Titans Gathers DC Universe Teens into an Unconventional Family

At its core, Titans is the story of a found and unconventional family. This makes a certain amount of sense, given the origins of the property. The Teen Titans team was launched in a 1964 issue of The Brave and the Bold when DC Comics was hoping to capitalize on contemporary youth culture. The group served as a home for teenage superheroes, primarily the sidekicks of established heroes like Robin, Superboy, Wonder Girl, and Kid Flash.

The 2018 DC Universe live-action adaptation of that comic book has its own distinct aesthetic. The show is a lot darker than its source material in terms of both visuals and story content. This is the series that famously announced itself to the world with a trailer that included the sentiment, “Fuck Batman.” However, Titans retains the familiar thematic dynamic of young people forging their own identities and finding a home away from home.

The plot of the first season of Titans is largely driven by Rachel Roth (Teagan Croft), a teenager who develops powers she cannot control. The pilot upends Rachel’s life, revealing that she has become a target for a vast and sinister conspiracy and that the woman she thought was her mother (Sherilyn Fenn) isn’t even related to her.

Over the course of the season, it becomes clear that this conspiracy is organized at the behest of Rachel’s biological father, the demonic Trigon (Seamus Dever). Trigon’s plan is to use his daughter as “a doorway that he can walk through” to invade Earth and possibly consume the rest of the universe.

Titans Gathers DC Universe Teens into an Unconventional Family

If Rachel’s plot is the driving force of Titans’ first season, then Dick Grayson (Brenton Thwaites) is its protagonist. Dick is introduced as a Detroit police officer who left Gotham to distance himself from Bruce Wayne. Dick had served as Robin to Bruce’s Batman for quite some time, but the relationship between the two men has soured.

Titans underscores the unhealthiness of that relationship. As with Trigon, Bruce’s interest in his surrogate child is primarily utilitarian. “Batman needs Robin,” argues Jason Todd (Curran Walters), Bruce’s replacement for Dick. “Why do you think he makes us wear those lame colors? Because we’re drawing fire.”

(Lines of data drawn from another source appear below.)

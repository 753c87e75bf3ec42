//! Core domain types for the word game
//!
//! Normalization, letter feasibility, validation outcomes and the validator
//! itself. Everything here is pure and synchronous.

mod outcome;
mod validator;
mod word;

pub use outcome::{Rejection, ValidationOutcome};
pub use validator::{DEFAULT_LANGUAGE, WordValidator, is_original};
pub use word::{LetterPool, RootWord, RootWordError, is_possible, letter_count, normalize};
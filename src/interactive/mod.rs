//! Interactive TUI interface

mod app;
mod rendering;

pub use app::{Alert, App, Message, MessageStyle, run_tui};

Jason may be oblivious to the cynicism of using a child as a decoy to draw live fire, but Dick seems inured. In the season finale, Dick imagines a dark future in which Jason has fulfilled this purpose, ending up in a wheelchair as a result of an encounter with the Riddler and seemingly discarded by his adopted father.

Bruce offers Dick and Jason the trappings of a seemingly normal life. After the death of his parents, Dick wants to remain in Haly’s Circus with the people that he deems to be his extended family. Both social services and the circus itself believe that Bruce can offer Dick more stability, structure, and  security. Bruce is a lonely bachelor in a giant mansion with his British manservant, but he at least looks like a traditional father figure.

Titans Gathers DC Universe Teens into an Unconventional Family

In Titans, the trappings of traditional familial structures often mask something more sinister and corrosive. Hank Hall (Alan Ritchson) is recovering from abuse he suffered as a child at the hands of his football coach. Dawn Granger (Minka Kelly) worries that her mother (Marina Sirtis) plans to return to her abusive husband. The first half of the season finds Rachel and Dick pursued by a group of assassins posing as a family. Except for Biff (Logan Thompson), the members of this family have no names, only the roles assigned to them: Mom (Melody Johnson) and Sis (Jeni Ross). When Dad (Jeff Clarke) is killed early in the season, a replacement Stepdad (Zach Smadu) is drafted in.

It is perhaps revealing that the members of this assassination squad are recruited directly from Agnews Asylum, suggesting the Nuclear Family’s level of wholesomeness borders on the psychotic and masks something decidedly less romantic. For all that Titans embraces the dark visual palette of Man of Steel or Batman v Superman: Dawn of Justice, the series seems much more anxious about the horrors buried beneath seemingly cheerful exteriors.

Even beyond the use of the Family, Titans positions the traditional family home as a dangerous location. Late in the season, Rachel is reunited with her biological mother, Angela (Rachel Nichols), who takes Rachel to a secluded and idyllic family home that looks like it could easily belong to the Family. It is warm and loving, in stark contrast to the seedy motels and sterile penthouses that Rachel has been living in over the course of the season. But it’s too good to be true. Inevitably, it is revealed that Angela has betrayed Rachel and intends to offer her daughter to Trigon.

In contrast to these toxic and traditional family units, Titans offers a couple of unconventional families. Gar (Ryan Potter) is introduced living with the Doom Patrol, who are almost a parody of the sort of suffocating conventional family unit represented by Trigon and Angela or Mom and (Step)dad. They’re a collection of weirdos and freaks who have found a way to celebrate their differences; none of the family dinner scenes that punctuate Titans are as joyous as the one involving the Doom Patrol.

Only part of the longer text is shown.